Я застонала, когда он принялся массировать ступни кулаками. Все напряжение, что скопилось в теле, растаяло без следа в чувственном наслаждении.
– Ты когда-нибудь пробовала икру, Роми?
Я медленно покачала головой. Я была не в состоянии говорить.
– У нее вкус моря. Думаю, тебе понравится.
Когда принесли икру, я убедила себя подняться, чтобы взглянуть на нее. Икра покоилась в круглой миске из синеватой стали, которую установили в стеклянную емкость, наполненную колотым льдом, – и большая миска словно стояла на стеклянном пьедестале. Изящная ложка в форме раковины торчала из блестящей черной массы крохотных икринок.
– Ее добыли гуманным путем? – спросила я, пытаясь разбудить свой мозг. До меня дошло, что я не знаю, как ее добывали. Они что, убили рыбу, чтобы достать икру?
– Чш-ш-ш, – Логан слегка выпятил губы, когда произносил это, и мой взгляд прикипел к ним, словно акмея[65] – к мокрому камню.
Он зачерпнул полную ложку икры и протянул ее мне со словами:
– Просто попробуй.
Я открыла рот и взяла губами с ложки всю икру, затем стала ее жевать. Крохотные пузырьки стали лопаться у меня во рту и растворялись, оставляя солоноватый привкус.
– Вкусно, правда?
Вместо ответа я приоткрыла рот для новой порции, и Логан положил туда еще ложку. На сей раз я прижимала нежные икринки кончиком языка к небу и лопала их. По вкусу они были маслянистыми пузырьками соленого морского воздуха.

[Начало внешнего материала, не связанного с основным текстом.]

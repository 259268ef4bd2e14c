//! TOML configuration file loading.
use std::path::Path;

use super::tree::ConfigTree;
use crate::error::ConfigError;

/// Read, decode and type-check the configuration file at `path`.
///
/// The file is read in a single scoped call, so the handle is released on
/// every exit path including decode failures.
///
/// # Errors
///
/// Returns [`ConfigError::Read`] if the file cannot be read,
/// [`ConfigError::Parse`] if it is not valid TOML, and
/// [`ConfigError::InvalidValueType`] if any value is not a string or table.
pub fn load_tree(path: &Path) -> Result<ConfigTree, ConfigError> {
    let content = std::fs::read_to_string(path).map_err(|source| ConfigError::Read {
        path: path.display().to_string(),
        source,
    })?;
    tracing::debug!("read {} bytes from {}", content.len(), path.display());
    parse_tree(&content, path)
}

/// Decode TOML `content` into a [`ConfigTree`]. `origin` is only used for
/// error messages.
///
/// # Errors
///
/// Returns [`ConfigError::Parse`] or [`ConfigError::InvalidValueType`].
pub fn parse_tree(content: &str, origin: &Path) -> Result<ConfigTree, ConfigError> {
    let table: toml::Table = toml::from_str(content).map_err(|source| ConfigError::Parse {
        path: origin.display().to_string(),
        source,
    })?;
    ConfigTree::from_toml(table)
}
//! Utility functions for path resolution, ANSI stripping, and time formatting.
use std::ffi::OsString;
use std::fs;
use std::path::PathBuf;

/// Strip ANSI escape sequences from a string.
///
/// Handles SGR sequences (ending in `m`) and other CSI sequences (ending
/// in any letter in the `@`..`~` range) without consuming unrelated text.
pub(super) fn strip_ansi(s: &str) -> String {
    let mut out = String::with_capacity(s.len());
    let mut chars = s.chars();
    while let Some(c) = chars.next() {
        if c == '\x1b' {
            if let Some(next) = chars.next()
                && next == '['
            {
                for inner in chars.by_ref() {
                    if ('@'..='~').contains(&inner) {
                        break;
                    }
                }
            }
        } else {
            out.push(c);
        }
    }
    out
}

/// Compute `<cache>/dotem` from `XDG_CACHE_HOME`, else `<home>/.cache`.
fn cache_dir_from(xdg_cache_home: Option<OsString>, home: Option<OsString>) -> PathBuf {
    xdg_cache_home
        .filter(|v| !v.is_empty())
        .map_or_else(
            || {
                home.map_or_else(|| PathBuf::from("."), PathBuf::from)
                    .join(".cache")
            },
            PathBuf::from,
        )
        .join("dotem")
}

/// Return the `$XDG_CACHE_HOME/dotem/` directory, creating it if needed.
pub(super) fn dotem_cache_dir() -> Option<PathBuf> {
    let dir = cache_dir_from(
        std::env::var_os("XDG_CACHE_HOME"),
        std::env::var_os("HOME").or_else(|| std::env::var_os("USERPROFILE")),
    );
    fs::create_dir_all(&dir).ok()?;
    Some(dir)
}

/// Return the log file path under `$XDG_CACHE_HOME/dotem/` (or `~/.cache/dotem/`).
pub(super) fn log_file_path(command: &str) -> Option<PathBuf> {
    Some(dotem_cache_dir()?.join(format!("{command}.log")))
}

/// Format the current UTC time as `YYYY-MM-DD HH:MM:SS`.
pub(super) fn format_utc_datetime() -> String {
    chrono::Utc::now().format("%Y-%m-%d %H:%M:%S").to_string()
}

/// Format the current UTC time as `HH:MM:SS`.
pub(super) fn format_utc_time() -> String {
    chrono::Utc::now().format("%H:%M:%S").to_string()
}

– Теперь выпей глоток вот этого.
Логан налил шампанского в бокал и передал мне. Поднимающиеся ниточки крохотных пузырьков покачивались при подъеме, словно ожерелья из жемчужин в бледно-золотистой жидкости. Я сделала глоток. Святые небеса! Если поедание икры было похоже на то, будто ешь соленый океанский воздух, но пить это шампанское было как пить холодный, золотой, жидкий солнечный свет.
– Знаешь, – сказала я, – я могла бы и привыкнуть к жизни в роскоши.
– Знаешь, я могу обеспечить тебе жизнь в роскоши.